Competitive Keyword Ad Lawsuit Fails…Despite 236 Potentially Confused Customers–Lerner & Rowe v. Brown Engstrand

This case involves two rival personal injury law firms in Arizona, one of which engaged in competitive keyword advertising against the other. The court dismisses the lawsuit on summary judgment.

The court focuses on the likelihood of consumer confusion. The court starts with a general observation: “Although it might at first seem that one firm’s purchase of another firm’s trademark as a Google keyword would constitute infringement, courts generally have not adopted that view,” citing Network Automation. The plaintiff invoked initial interest confusion, but per Network Automation, the court merges IIC back into the standard multi-factor test. Also per Network Automation, the court prioritizes four of the standard likelihood-of-confusion factors: mark strength, actual confusion, purchaser care, and whether the search results are labeled as ads.

On the question of actual confusion, the defendant’s log of inbound phone calls is the key piece of evidence:

Defendants maintained call logs for four years which show that callers to Defendants’ phone number mentioned Lerner & Rowe 236 times. Each log entry includes the date of the call and the caller’s name, as well as a column labeled “[w]hat they said referred by.” Plaintiff contends that many of the responses in this column show actual confusion, including: “Referred by L&R (they had a conflict)”; “referred by L&R”; “googled – L&R”; “Internet – Lerner & Rowe”; “thought he called L&R”; “Lerner/Rowe/TV”; and “Wanted L&R.”
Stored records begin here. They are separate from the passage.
//! The second-order (Lorentz / ice-cream) cone.
//!
//! `SOC^d = { (t, x) in R x R^{d-1} : ||x||_2 <= t }`. The cone is
//! self-dual, so `in_cone` doubles as the dual-membership test.

use crate::E;

fn norm(x: &[E]) -> E {
    x.iter().map(|v| v * v).sum::<E>().sqrt()
}

/// Orthogonal projection onto `SOC^d`, in place. Three cases: already
/// feasible (`norm_x <= t`), in the polar of the cone (`norm_x <= -t`, so the
/// projection is the origin), or interior scaling.
pub fn project(v: &mut [E]) {
    assert!(!v.is_empty());
    let t = v[0];
    let norm_x = norm(&v[1..]);

    if norm_x <= t {
        return;
    }
    if norm_x <= -t {
        v.fill(0.0);
        return;
    }

    let t_new = (norm_x + t) / 2.0;
    let scale = t_new / norm_x;
    v[0] = t_new;
    for x in v[1..].iter_mut() {
        *x *= scale;
    }
}

pub fn in_cone(v: &[E], tol: E) -> bool {
    if v.is_empty() {
        return true;
    }
    norm(&v[1..]) <= v[0] + tol
}

#[cfg(test)]
mod tests {
    use super::*;

    #[test]
    fn feasible_point_is_fixed() {
        let mut v = vec![2.0, 1.0, 1.0];
        let before = v.clone();
        project(&mut v);
        assert_eq!(v, before);
    }

    #[test]
    fn polar_point_maps_to_origin() {
        let mut v = vec![-2.0, 1.0, 1.0];
        project(&mut v);
        assert_eq!(v, vec![0.0, 0.0, 0.0]);
    }

    #[test]
    fn interior_point_is_scaled_onto_boundary() {
        let mut v = vec![0.0, 3.0, 4.0];
        project(&mut v);
        assert!(in_cone(&v, 1e-10));
        let t = v[0];
        let norm_x = norm(&v[1..]);
        assert!((t - norm_x).abs() < 1e-10);
    }

    #[test]
    fn projection_is_idempotent() {
        let mut v = vec![0.0, 3.0, 4.0];
        project(&mut v);
        let once = v.clone();
        project(&mut v);
        for (a, b) in v.iter().zip(once.iter()) {
            assert!((a - b).abs() < 1e-9);
        }
    }
}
The court says the call logs are ambiguous. Even if the notes suggested the prospective client initially was looking for the plaintiff, they may have understood the (lack of) relationship between the rival firms or perhaps they became interested in the rival after seeing the comparative ad. The court says it needs more information to understand the call logs.

The court doesn’t dig into that question further. Instead, the court says that any actual confusion evidenced by the call logs was de minimis as a matter of law. “Isolated incidents” don’t show actual confusion; “there must be actual confusion among significant numbers of consumers.” The ads in question generated about 109k ad impressions and generated 7,400 clicks, an impressive 6.8% clickthrough rate. Assuming each of the 236 references to Lerner & Rowe in the call logs is a confused consumer, the court says that means only about 0.2% of exposed consumers experienced actual confusion:

This tiny percentage cannot reasonably be said to constitute an “appreciable” or “significant” number of consumers confused by Defendants’ advertising strategy. Nor can it be said to show that Defendants’ marketing strategy made confusion likely.
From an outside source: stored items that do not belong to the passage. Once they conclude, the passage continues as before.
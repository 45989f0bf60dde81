//! Component H: splits one chordal PSD cone into one smaller PSD cone per
//! clique, plus the post-solve completion that stitches the per-clique
//! duals back into a single PSD matrix.

use std::collections::BTreeSet;

use faer::Mat;

use crate::chordal::supernode::SuperNodeTree;
use crate::E;

/// One clique's PSD sub-cone: its live index in the tree and the sorted
/// list of original vertices it covers.
#[derive(Debug, Clone)]
pub struct CliqueCone {
    pub clique_index: usize,
    pub vertices: Vec<usize>,
}

/// Splits the `n`-vertex chordal PSD cone described by `tree` into one
/// `PsdTriangle` cone per live clique. The caller is responsible for
/// adding the equality rows to `A` that force overlapping clique entries
/// (on shared separator vertices) to agree -- that wiring depends on the
/// surrounding problem's column layout and isn't part of this module's
/// contract.
pub fn decompose(tree: &SuperNodeTree) -> Vec<CliqueCone> {
    (0..tree.snd.len())
        .filter(|&c| tree.is_live(c))
        .map(|c| CliqueCone {
            clique_index: c,
            vertices: tree.clique(c).into_iter().collect(),
        })
        .collect()
}

/// For every pair of live cliques sharing a vertex, the index pairs
/// `(clique, local_row, local_col)` that a consistency constraint must
/// equate. Used by the surrounding assembler to emit equality rows.
pub fn consistency_constraints(tree: &SuperNodeTree) -> Vec<(usize, usize, usize, usize)> {
    let cones = decompose(tree);
    let mut constraints = Vec::new();
    for i in 0..cones.len() {
        for j in (i + 1)..cones.len() {
            let a = &cones[i];
            let b = &cones[j];
            let shared: Vec<usize> = a
                .vertices
                .iter()
                .copied()
                .filter(|v| b.vertices.contains(v))
                .collect();
            for (li, &va) in shared.iter().enumerate() {
                for &vb in shared.iter().skip(li) {
                    let ra = a.vertices.iter().position(|&v| v == va).unwrap();
                    let ca = a.vertices.iter().position(|&v| v == vb).unwrap();
                    let rb = b.vertices.iter().position(|&v| v == va).unwrap();
                    let cb = b.vertices.iter().position(|&v| v == vb).unwrap();
                    if ra <= ca {
                        constraints.push((a.clique_index, ra, ca, i));
                        constraints.push((b.clique_index, rb, cb, j));
                    }
                }
            }
        }
    }
    constraints
}

/// Solves `A x = b` for a small dense symmetric `A` via Gauss-Jordan
/// elimination with partial pivoting. Separator blocks in chordal
/// completion are small, so this avoids pulling in a general sparse
/// factorization for an `O(sep^3)` operation that runs once per clique.
fn solve_dense(a: &[Vec<E>], b: &[Vec<E>]) -> Vec<Vec<E>> {
    let n = a.len();
    let rhs_cols = if n == 0 { 0 } else { b[0].len() };
    let mut aug: Vec<Vec<E>> = (0..n).map(|i| {
        let mut row = a[i].clone();
        row.extend_from_slice(&b[i]);
        row
    }).collect();

    for col in 0..n {
        let pivot_row = (col..n)
            .max_by(|&r1, &r2| aug[r1][col].abs().partial_cmp(&aug[r2][col].abs()).unwrap())
            .unwrap();
        aug.swap(col, pivot_row);

        let pivot = aug[col][col];
        if pivot.abs() < 1e-14 {
            continue;
        }
        for v in aug[col].iter_mut() {
            *v /= pivot;
        }
        for row in 0..n {
            if row == col {
                continue;
            }
            let factor = aug[row][col];
            if factor == 0.0 {
                continue;
            }
            for k in 0..aug[col].len() {
                aug[row][k] -= factor * aug[col][k];
            }
        }
    }

    (0..n).map(|i| aug[i][n..n + rhs_cols].to_vec()).collect()
}

/// Reconstructs the full `n x n` PSD-completable matrix from per-clique
/// dense duals, walking the clique tree from root to leaves (the reverse
/// of `tree.snd_post`, which lists leaves before their parent).
///
/// `clique_values[c]` must be a dense, symmetric matrix ordered by
/// `tree.clique(c)`'s sorted vertex list, for every live clique `c`.
pub fn complete_psd(
    n: usize,
    tree: &SuperNodeTree,
    clique_values: &std::collections::HashMap<usize, Mat<E>>,
) -> Mat<E> {
    let mut y = vec![vec![0.0_f64; n]; n];
    let mut filled = vec![vec![false; n]; n];

    let mut order: Vec<usize> = tree.snd_post.clone();
    order.reverse();

    for &c in &order {
        let verts: Vec<usize> = tree.clique(c).into_iter().collect();
        let values = &clique_values[&c];

        for (li, &vi) in verts.iter().enumerate() {
            for (lj, &vj) in verts.iter().enumerate() {
                y[vi][vj] = values[(li, lj)];
                filled[vi][vj] = true;
            }
        }

        let sep: BTreeSet<usize> = tree.sep[c].clone();
        if sep.is_empty() {
            continue;
        }
        let sep_list: Vec<usize> = sep.into_iter().collect();
        let new_verts: Vec<usize> = verts.iter().copied().filter(|v| !sep_list.contains(v)).collect();

        let already_known: Vec<usize> = (0..n)
            .filter(|&k| filled[sep_list[0]][k] && !verts.contains(&k))
            .collect();
        if new_verts.is_empty() || already_known.is_empty() {
            continue;
        }

        let sep_block: Vec<Vec<E>> = sep_list.iter().map(|&a| sep_list.iter().map(|&b| y[a][b]).collect()).collect();
        let rhs: Vec<Vec<E>> = sep_list.iter().map(|&a| already_known.iter().map(|&k| y[a][k]).collect()).collect();
        let solved = solve_dense(&sep_block, &rhs);

        for (li, &vi) in new_verts.iter().enumerate() {
            for (kj, &vk) in already_known.iter().enumerate() {
                let mut acc = 0.0;
                for (si, &_s) in sep_list.iter().enumerate() {
                    acc += y[vi][sep_list[si]] * solved[si][kj];
                }
                y[vi][vk] = acc;
                y[vk][vi] = acc;
                filled[vi][vk] = true;
                filled[vk][vi] = true;
                let _ = li;
            }
        }
    }

    Mat::from_fn(n, n, |i, j| y[i][j])
}

#[cfg(test)]
mod tests {
    use super::*;
    use std::collections::{BTreeSet, HashMap};

    fn set(v: &[usize]) -> BTreeSet<usize> {
        v.iter().copied().collect()
    }

    /// S4: path clique tree {0,1} - {1,2} - {2,3} - {3,4} over 5 vertices.
    fn path_tree() -> SuperNodeTree {
        let snd = vec![set(&[0]), set(&[1]), set(&[2]), set(&[3, 4])];
        let sep = vec![BTreeSet::new(), set(&[0]), set(&[1]), set(&[2])];
        let par = vec![None, Some(0), Some(1), Some(2)];
        SuperNodeTree::new(snd, sep, par)
    }

    #[test]
    fn decompose_yields_one_cone_per_live_clique() {
        let tree = path_tree();
        let cones = decompose(&tree);
        assert_eq!(cones.len(), 4);
        assert_eq!(cones[3].vertices, vec![2, 3, 4]);
    }

    #[test]
    fn completion_reproduces_known_clique_blocks() {
        let tree = path_tree();
        let mut values = HashMap::new();
        // clique 0: {0} -- 1x1
        values.insert(0, Mat::from_fn(1, 1, |_, _| 2.0));
        // clique 1: vertices {0,1} (sorted)
        values.insert(1, Mat::from_fn(2, 2, |i, j| if i == j { 2.0 } else { 0.5 }));
        // clique 2: vertices {1,2}
        values.insert(2, Mat::from_fn(2, 2, |i, j| if i == j { 2.0 } else { 0.3 }));
        // clique 3: vertices {2,3,4}
        values.insert(
            3,
            Mat::from_fn(3, 3, |i, j| if i == j { 2.0 } else { 0.1 }),
        );

        let y = complete_psd(5, &tree, &values);

        assert!((y[(0, 0)] - 2.0).abs() < 1e-9);
        assert!((y[(0, 1)] - 0.5).abs() < 1e-9);
        assert!((y[(1, 2)] - 0.3).abs() < 1e-9);
        assert!((y[(2, 3)] - 0.1).abs() < 1e-9);
        assert!((y[(3, 4)] - 0.1).abs() < 1e-9);
        // symmetry
        for i in 0..5 {
            for j in 0..5 {
                assert!((y[(i, j)] - y[(j, i)]).abs() < 1e-9);
            }
        }
    }
}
The court summarizes its conclusion on the multi-factor analysis:

The three relevant screenshots produced by Plaintiff show clear labeling of Defendants’ entry, using Defendants’ name and prominently labelled as an “Ad,” and with no use of Plaintiff’s trademark or confusingly similar language or content. Reasonably savvy Internet users with a strong incentive to select the right lawyer would not be confused by these clearly labeled ads into believing that Defendants were Plaintiff. Plaintiff produces no survey evidence showing a likelihood of confusion, and its evidence that, at most, 0.215% of all consumers exposed to Defendants’ ads were in fact confused by them is simply not enough to show a likelihood. Two-tenths of one percent is not an appreciable or significant portion of consumers exposed to Defendants’ keyword-generated ads. Plaintiff does have a strong mark, but no reasonable jury viewing Plaintiff’s thin evidence could find that potential clients viewing Defendants’ clearly labeled ads are likely to be confused into thinking Defendants were in fact Plaintiff.

* * *

Defense counsel engaged in some impressively crafty lawyering to get the court to accept the 109k ad impressions as the denominator in its formula. (The defense team included lawyers from Jaburg & Wilk, Wilenchik & Bartness, and the Law Office of Robert W Shely). The math does have some problems. First, the numerator is individual people, while the denominator is ad impressions. If prospective clients saw the ads more than once, the denominator overstates the number of individual people. Second, we don’t know anything about the 102k prospective clients who didn’t click on the ads. Maybe they didn’t click on the ads because they were confused? Third, if the court used 7,400 clickthroughs as the numerator (which is still not precise, because a single prospective client might have clicked multiple time), the rate of actual confusion increases to 3.2%. While this is still a low rate if we’re measuring net consumer confusion in a consumer survey, it would have been a lot more compelling if the court had expressly rejected this higher ratio.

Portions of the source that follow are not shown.